The analytical validation requirements for NGS will vary based on the clinical application at issue, such as a mutation panel for a Mendelian disease versus transcriptome analysis.

Performance of, and coverage needs for, a given platform are likely to differ depending on:

  • the nucleic acid analyzed
  • the characteristics of the DNA regions and the type of variations interrogated
  • the relative allele proportions of particular variants
  • whether quantitative or qualitative results are desired

Flexibility and individualization is necessary in the development of validation protocols, guidelines, and controls on an application-by-application basis.

The test system, the analytical validity of the instrument and the performance of the bioinformatics software should be evaluated both independently and as a complete system.

(read the entire release… )

Incoming search terms:

  • NGS for clinics
  • rna seq clinic

Date:                  Aug 25-26, 2011
Location:         Amsterdam Medical Centre, Amsterdam
Organizer:       NBIC & LUMC
Contact(s):      Dr. Celia van Gelder
Level:               PhD

NBIC and LUMC will organize a 2-day course on RNA-seq data analysis on August 25 and 26, 2011. The course will be hosted by Antoine van Kampen at the AMC, Amsterdam.

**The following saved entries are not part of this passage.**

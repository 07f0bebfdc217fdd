mod common;

use axum::http::{header, StatusCode};
use common::*;
use tower::ServiceExt;

const CRASH_MESSAGE: &str = "Expected: controller used to showcase what happens when an exception is thrown";

#[tokio::test]
async fn welcome_page() {
    let resp = seeded_app().oneshot(get("/")).await.unwrap();

    assert_eq!(resp.status(), StatusCode::OK);
    assert!(body_text(resp).await.contains("<h2>Welcome</h2>"));
}

#[tokio::test]
async fn oups_as_json() {
    let resp = seeded_app().oneshot(get("/oups")).await.unwrap();

    assert_eq!(resp.status(), StatusCode::INTERNAL_SERVER_ERROR);
    let body = body_json(resp).await;
    assert_eq!(body["status"], 500);
    assert_eq!(body["error"], "Internal Server Error");
    assert_eq!(body["message"], CRASH_MESSAGE);
    assert_eq!(body["path"], "/oups");
    assert!(body["timestamp"].is_string());
}

#[tokio::test]
async fn oups_as_html() {
    let resp = seeded_app()
        .oneshot(get_with("/oups", header::ACCEPT, "text/html,application/xhtml+xml"))
        .await
        .unwrap();

    assert_eq!(resp.status(), StatusCode::INTERNAL_SERVER_ERROR);
    let html = body_text(resp).await;
    assert!(html.contains("<h2>Something happened...</h2>"));
    assert!(html.contains(CRASH_MESSAGE));
}

#[tokio::test]
async fn unknown_path_is_not_found() {
    let resp = seeded_app().oneshot(get("/nowhere")).await.unwrap();

    assert_eq!(resp.status(), StatusCode::NOT_FOUND);
    assert_eq!(body_json(resp).await["path"], "/nowhere");
}

#[tokio::test]
async fn health_ready_version() {
    let app = seeded_app();
    for uri in ["/health", "/ready"] {
        let resp = app.clone().oneshot(get(uri)).await.unwrap();
        assert_eq!(resp.status(), StatusCode::OK, "{}", uri);
        assert_eq!(body_json(resp).await["status"], "ok");
    }
    let resp = app.oneshot(get("/version")).await.unwrap();
    assert_eq!(body_json(resp).await["name"], "petclinic");
}

// --- rejected requests are negotiated like any other error ---

#[tokio::test]
async fn malformed_owner_id_as_html() {
    let resp = seeded_app()
        .oneshot(get_with("/owners/abc", header::ACCEPT, "text/html"))
        .await
        .unwrap();

    assert_eq!(resp.status(), StatusCode::BAD_REQUEST);
    assert!(resp.headers()[header::CONTENT_TYPE]
        .to_str()
        .unwrap()
        .starts_with("text/html"));
    let html = body_text(resp).await;
    assert!(html.contains("<h2>Something happened...</h2>"));
    assert!(html.contains("Cannot parse"));
}

#[tokio::test]
async fn malformed_owner_id_as_json() {
    let resp = seeded_app()
        .oneshot(get_with("/owners/abc", header::ACCEPT, "application/json"))
        .await
        .unwrap();

    assert_eq!(resp.status(), StatusCode::BAD_REQUEST);
    let body = body_json(resp).await;
    assert_eq!(body["status"], 400);
    assert_eq!(body["error"], "Bad Request");
    assert_eq!(body["path"], "/owners/abc");
    assert!(body["message"].as_str().unwrap().contains("Cannot parse"));
    assert!(body["timestamp"].is_string());
}

#[tokio::test]
async fn malformed_page_number_is_negotiated() {
    let resp = seeded_app()
        .oneshot(get_with("/owners?page=abc", header::ACCEPT, "application/json"))
        .await
        .unwrap();

    assert_eq!(resp.status(), StatusCode::BAD_REQUEST);
    let body = body_json(resp).await;
    assert_eq!(body["path"], "/owners");
    assert!(body["message"].as_str().unwrap().contains("query string"));
}

#[tokio::test]
async fn duplicate_form_field_is_negotiated() {
    let resp = seeded_app()
        .oneshot(form_request("/owners/1/pets/new", "name=a&name=b"))
        .await
        .unwrap();

    assert_eq!(resp.status(), StatusCode::UNPROCESSABLE_ENTITY);
    let body = body_json(resp).await;
    assert_eq!(body["status"], 422);
    assert_eq!(body["path"], "/owners/1/pets/new");
}

#[tokio::test]
async fn oversized_body_is_negotiated() {
    let payload = format!("lastName={}", "x".repeat(70 * 1024));
    let request = axum::http::Request::builder()
        .method("POST")
        .uri("/owners/new")
        .header(header::CONTENT_TYPE, "application/x-www-form-urlencoded")
        .header(header::CONTENT_LENGTH, payload.len())
        .body(payload)
        .unwrap();
    let resp = seeded_app().oneshot(request).await.unwrap();

    assert_eq!(resp.status(), StatusCode::PAYLOAD_TOO_LARGE);
    let body = body_json(resp).await;
    assert_eq!(body["status"], 413);
    assert_eq!(body["path"], "/owners/new");
}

The course will consist of seminars and hands-on R practicals and will focus on data preprocessing, quality control, and statistical methods for detection of differential gene expression. It will be an expert course and a follow-up course on the general NBIC NGS data analysis course (which will be given from 5-7 september 2011 in Leiden. Participants for the RNA-seq course should preferably have participated in the general NGS course or otherwise have ample experience with NGS technology. The course is aimed at PhD students and postdocs, but scientific programmers with some background in biology and bioinformatics may also attend.

Course topics:

  • RNA-seq experimental approaches
  • Alignment
  • Statistics for differential gene expression
  • eQTL analysis R packages for RNA-seq data analysis

Confirmed speakers:

Rutger Brouwer, Lude Franke, Jelle Goeman, Philip de Groot, Peter-Bram ‘t Hoen (course coordinator), Antoine van Kampen, Nagesha Rao, Marieke Simonis, Marcel Willemsen, Kai Ye, Erik van Zwet

(more info… )

If you’re new to RNA-Seq or computational Biology in general, here is a short presentation overview.

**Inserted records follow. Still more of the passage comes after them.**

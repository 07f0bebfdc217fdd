//! HTTP handlers: owners, pets, visits, vets, and the error demonstration.

pub mod crash;
pub mod owner;
pub mod pet;
pub mod vet;
pub mod visit;
pub mod welcome;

from Wei Sun – Assistant professor, University of North Carolina-Chapel Hill Department of Biostatistics – Bios 784: Introduction to Computational Biology – class notes

http://www.bios.unc.edu/~wsun/teach/RNA-seq_pipeline.pdf

pipeline

 

Incoming search terms:

  • rna seq analysis pipeline
  • rna-seq analysis pipeline
  • rna seq pipeline
  • rnaseq analysis pipeline
  • NGS pipeline
  • ngs data analysis pipeline
  • data analysis pipeline
  • RNA-seq pipline
  • sequencing data analysis pipeline
  • pipeline for RNA Seq data analysis

Is RNA-seq data really “digital”? Is it more sensitive or reliable than microarrays?
Before you go, assess technological bias, limitation and cost-performance with publicly available data. not on the vendor’s champion data.

Data Source: GSE29155
RNA-Seq anlalysis of prostate cancer cell lines using Next Generation Sequencing
http://www.ncbi.nlm.nih.gov/geo/query/acc.cgi?acc=GSE29155

Incoming search terms:

  • rna quality for rna-seq
  • facs rna seq
  • facs rnaseq
  • FACS sorting combined RNA-Seq
  • how many facs-sorted cells for rna-seq
  • quality of rna seq data
  • rna seq facs

Several viruses are known to cause cancer, such as human herpes virus 8 in Kaposi sarcoma and human papilloma viruses in cervical cancer. Recently, Merkel cell polyoma virus (MCPyV) has been described in 80% of Merkel cell carcinomas (MCC). Similarly to MCC and Kaposi sarcoma, melanoma incidence is increased in immunosuppressed patients.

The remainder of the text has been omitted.